Russian Orthodox icon of the Transfiguration (...

The Transfiguration Image via Wikipedia

The Greek word here is “ekenosin” which is the third-person singular aorist active indicative form of the verb “kenos” (BOOM: parsing). The word means “empties” and in the entire phrase we find “self-empties.” Jesus emptied himself. There is a lot of talk as to what this truly means and it has a name; the Kenosis Theory. Of what did he empty? How empty is that? What did He keep?

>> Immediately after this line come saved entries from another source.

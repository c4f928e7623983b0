//! Configuration for the parley server.
//!
//! Read from `--config <path>` or `<config dir>/parley/config.toml`. A missing
//! default file means all defaults; a missing explicit file is an error.

use std::env;
use std::path::{Path, PathBuf};
use std::time::Duration;

use parley_lsp::ServerOptions;
use parley_lsp::codec::DEFAULT_MAX_FRAME_BYTES;
use parley_lsp::server::DEFAULT_REQUEST_TIMEOUT;
use parley_types::{PositionEncoding, ServerInfo, TextDocumentSyncKind};
use serde::Deserialize;
use thiserror::Error;

pub const DEFAULT_LOG_FILTER: &str = "info";

#[derive(Debug, Default, Deserialize)]
#[serde(default)]
pub struct ParleyConfig {
    pub server: ServerConfig,
    pub sync: SyncConfig,
    pub transport: TransportConfig,
    pub log: LogConfig,
}

#[derive(Debug, Error)]
pub enum ConfigError {
    #[error("failed to read config at {}: {source}", path.display())]
    Read {
        path: PathBuf,
        source: std::io::Error,
    },
    #[error("failed to parse config at {}: {source}", path.display())]
    Parse {
        path: PathBuf,
        source: toml::de::Error,
    },
}

impl ConfigError {
    pub fn path(&self) -> &PathBuf {
        match self {
            ConfigError::Read { path, .. } | ConfigError::Parse { path, .. } => path,
        }
    }
}

/// Reported to the client as `serverInfo`.
#[derive(Debug, Default, Deserialize)]
pub struct ServerConfig {
    pub name: Option<String>,
    pub version: Option<String>,
}

#[derive(Debug, Clone, Copy, Default, PartialEq, Eq, Deserialize)]
#[serde(rename_all = "lowercase")]
pub enum ChangeMode {
    Full,
    #[default]
    Incremental,
}

impl From<ChangeMode> for TextDocumentSyncKind {
    fn from(mode: ChangeMode) -> Self {
        match mode {
            ChangeMode::Full => TextDocumentSyncKind::Full,
            ChangeMode::Incremental => TextDocumentSyncKind::Incremental,
        }
    }
}

#[derive(Debug, Default, Deserialize)]
#[serde(default)]
pub struct SyncConfig {
    pub change: ChangeMode,
    /// Most preferred first. Empty means UTF-16 only.
    pub position_encodings: Vec<PositionEncoding>,
}

#[derive(Debug, Default, Deserialize)]
pub struct TransportConfig {
    pub max_frame_bytes: Option<usize>,
    /// Timeout for requests the server sends to the client.
    pub request_timeout_secs: Option<u64>,
}

#[derive(Debug, Default, Deserialize)]
pub struct LogConfig {
    /// `EnvFilter` directive, e.g. `parley_lsp=debug,info`.
    pub filter: Option<String>,
    /// Log file path; `${VAR}` references are expanded. Unset logs to stderr.
    pub file: Option<String>,
}

impl LogConfig {
    #[must_use]
    pub fn filter(&self) -> &str {
        self.filter.as_deref().unwrap_or(DEFAULT_LOG_FILTER)
    }

    #[must_use]
    pub fn file_path(&self) -> Option<PathBuf> {
        let raw = self.file.as_deref()?;
        let expanded = expand_env_vars(raw);
        (!expanded.trim().is_empty()).then(|| PathBuf::from(expanded))
    }
}

/// Replace `${VAR}` with the variable's value; unset variables become empty.
/// An unterminated `${` is kept verbatim.
pub fn expand_env_vars(value: &str) -> String {
    let mut out = String::with_capacity(value.len());
    let mut rest = value;

    while let Some(start) = rest.find("${") {
        out.push_str(&rest[..start]);
        let after = &rest[start + 2..];
        let Some(end) = after.find('}') else {
            out.push_str(&rest[start..]);
            return out;
        };
        let var = &after[..end];
        if !var.is_empty() {
            out.push_str(&env::var(var).unwrap_or_default());
        }
        rest = &after[end + 1..];
    }

    out.push_str(rest);
    out
}

impl ParleyConfig {
    /// Load from `explicit`, or from the default location when `None`.
    pub fn load(explicit: Option<&Path>) -> Result<Self, ConfigError> {
        let path = match explicit {
            Some(path) => path.to_path_buf(),
            None => match config_path() {
                Some(path) if path.exists() => path,
                _ => return Ok(Self::default()),
            },
        };

        let content = match std::fs::read_to_string(&path) {
            Ok(content) => content,
            Err(err) => {
                tracing::warn!("Failed to read config at {:?}: {}", path, err);
                return Err(ConfigError::Read { path, source: err });
            }
        };

        match Self::from_toml_str(&content) {
            Ok(config) => {
                tracing::debug!(path = %path.display(), "loaded config");
                Ok(config)
            }
            Err(err) => {
                tracing::warn!("Failed to parse config at {:?}: {}", path, err);
                Err(ConfigError::Parse { path, source: err })
            }
        }
    }

    pub fn from_toml_str(content: &str) -> Result<Self, toml::de::Error> {
        toml::from_str(content)
    }

    /// Engine options derived from this config.
    #[must_use]
    pub fn server_options(&self) -> ServerOptions {
        let position_encodings = if self.sync.position_encodings.is_empty() {
            vec![PositionEncoding::Utf16]
        } else {
            self.sync.position_encodings.clone()
        };

        ServerOptions {
            server_info: Some(ServerInfo {
                name: self
                    .server
                    .name
                    .clone()
                    .unwrap_or_else(|| "parley".to_string()),
                version: self
                    .server
                    .version
                    .clone()
                    .or_else(|| Some(env!("CARGO_PKG_VERSION").to_string())),
            }),
            sync_kind: self.sync.change.into(),
            position_encodings,
            max_frame_bytes: self
                .transport
                .max_frame_bytes
                .unwrap_or(DEFAULT_MAX_FRAME_BYTES),
            request_timeout: self
                .transport
                .request_timeout_secs
                .map_or(DEFAULT_REQUEST_TIMEOUT, Duration::from_secs),
        }
    }
}

#[must_use]
pub fn config_path() -> Option<PathBuf> {
    dirs::config_dir().map(|dir| dir.join("parley").join("config.toml"))
}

In the context we find the emptying has to do with his equality with God (His Deity) and the humbling has to do with his becoming a servant and a man (Incarnation). So of what did He empty himself? The context tells us the “very nature” of God which means the characteristics and attribute of God. We can safely say he didn’t keep his omnipresence while in the flesh. We can also say that He somehow subdued his Glory, also. (He did reveal it in the flesh during the Transfiguration). But we struggle with his other incommunicable attributes like omnipotence and omniscience. We can see in His life that he kept the communicable attributes of Love and Mercy and Justice but did He keep the full extent of those attributes? A. H. Hodge explained When Christ became incarnate, He was one person with two natures, divine and human, “each in its completeness and integrity, and that these two natures are organically and indissolubly united, yet so that no third nature is formed thereby. In brief, to use the antiquated dictum, orthodox doctrine forbids us either to divide the person or to confound the natures.”

We don’t want to fall into the mistake that he quit being divine for a time, this would be wrong. He is always 100% God and 100% man, it’s just difficult to grasp in our finite minds.